Skip to content

Use of --scan option with zipdetails

I'm the upstream author of zipdetails

Got an issue reported recently (see https://github.com/pmqs/zipdetails/issues/24) that uses diffoscope with a zip file.

Looking at https://salsa.debian.org/reproducible-builds/diffoscope/-/blob/master/diffoscope/comparators/zip.py?ref_type=heads I see that zipdetails is invoked with the --scan and --redact options.

class Zipdetails(Command):
    @tool_required("zipdetails")
    def cmdline(self):
        return ["zipdetails", "--redact", "--scan", "--utc", self.path]

Not clear why you want to use --scan, but I'd rate it as a dangerous option to use in this context.

Here is why -- the --scan option is intended to be used when you encounter a corrupt/truncated zip file and want to find any traces of the zip metadata.
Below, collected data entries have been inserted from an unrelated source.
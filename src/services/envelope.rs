//! Strict parsing of the CV service's response envelope.
//!
//! Every response is `{"success": bool, "message"?: str, ...payload}`. A
//! non-success envelope is an upstream failure; a success envelope whose
//! payload does not match the expected shape is a validation failure. There
//! is no fallback between alternative key names.

use serde::de::DeserializeOwned;
use serde::Deserialize;
use std::collections::BTreeMap;

use super::{DetectedObject, DetectionResult, Neighbor};
use crate::db::DescriptorSet;
use crate::error::{Error, Result};
use crate::geometry::{BoundingBox, Dimensions};

#[derive(Debug, Deserialize)]
struct Envelope {
    success: bool,
    #[serde(default)]
    message: Option<String>,
    #[serde(flatten)]
    payload: serde_json::Map<String, serde_json::Value>,
}

/// Parse `body` as an envelope and decode its payload as `T`.
pub fn parse<T: DeserializeOwned>(service: &'static str, body: &str) -> Result<T> {
    let envelope: Envelope = serde_json::from_str(body).map_err(|e| {
        Error::ValidationFailure(format!("{} service returned malformed JSON: {}", service, e))
    })?;

    if !envelope.success {
        return Err(Error::upstream(
            service,
            envelope
                .message
                .unwrap_or_else(|| "request reported failure".to_string()),
        ));
    }

    serde_json::from_value(serde_json::Value::Object(envelope.payload)).map_err(|e| {
        Error::ValidationFailure(format!("{} service response has unexpected shape: {}", service, e))
    })
}

/// The `message` of an error envelope, if the body is one.
pub fn error_message(body: &str) -> Option<String> {
    serde_json::from_str::<Envelope>(body)
        .ok()
        .and_then(|e| e.message)
}

#[derive(Debug, Deserialize)]
pub(crate) struct DetectPayload {
    image: WireSize,
    detections: Vec<WireDetection>,
}

#[derive(Debug, Deserialize)]
struct WireSize {
    width: u32,
    height: u32,
}

#[derive(Debug, Deserialize)]
struct WireDetection {
    class_id: i64,
    class_name: String,
    confidence: f64,
    bbox_xyxy: [f64; 4],
}

impl From<DetectPayload> for DetectionResult {
    fn from(payload: DetectPayload) -> Self {
        DetectionResult {
            dimensions: Dimensions::new(payload.image.width, payload.image.height),
            objects: payload
                .detections
                .into_iter()
                .map(|d| DetectedObject {
                    class_id: d.class_id,
                    class_name: d.class_name,
                    confidence: d.confidence,
                    bbox: BoundingBox::from_xyxy(d.bbox_xyxy),
                })
                .collect(),
        }
    }
}

#[derive(Debug, Deserialize)]
pub(crate) struct DescribePayload {
    descriptors: WireDescriptors,
}

/// Feature blocks as named by the service. Absent blocks are empty.
#[derive(Debug, Default, Deserialize)]
#[serde(default)]
struct WireDescriptors {
    color_hist_hsv: Vec<f32>,
    dominant_colors_lab: Vec<f32>,
    gabor: Vec<f32>,
    tamura: Vec<f32>,
    hu_moments: Vec<f32>,
    orientation_hist: Vec<f32>,
    lbp_hist: Vec<f32>,
    feature_vector: Vec<f32>,
}

impl From<DescribePayload> for DescriptorSet {
    fn from(payload: DescribePayload) -> Self {
        let d = payload.descriptors;
        let mut extra = BTreeMap::new();
        extra.insert("lbp_hist".to_string(), d.lbp_hist);

        DescriptorSet {
            color_hist: d.color_hist_hsv,
            dominant_colors: d.dominant_colors_lab,
            gabor: d.gabor,
            tamura: d.tamura,
            hu_moments: d.hu_moments,
            orientation_hist: d.orientation_hist,
            extra,
            feature_vector: d.feature_vector,
        }
    }
}

#[derive(Debug, Deserialize)]
pub(crate) struct SearchPayload {
    pub(crate) results: Vec<Neighbor>,
}

/// Payload-less success, e.g. from `/index/add`.
#[derive(Debug, Deserialize)]
pub(crate) struct Ack {}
It is very aggressive in scanning the ziip file for zip 4-byte header header signatures -- by design, it will check every 4-byte sequence in the file to see if it matches one of the zip header signatures. If it gets a match, it blindly decodes what it finds, regardless of what is actually there.

That approach is susceptible to false positives, as the reported bug shows.

Also, I'm not clear are you using --redact option? If the intention is to find the delta between two zip file, doesn't redacting filenames makes that more difficult.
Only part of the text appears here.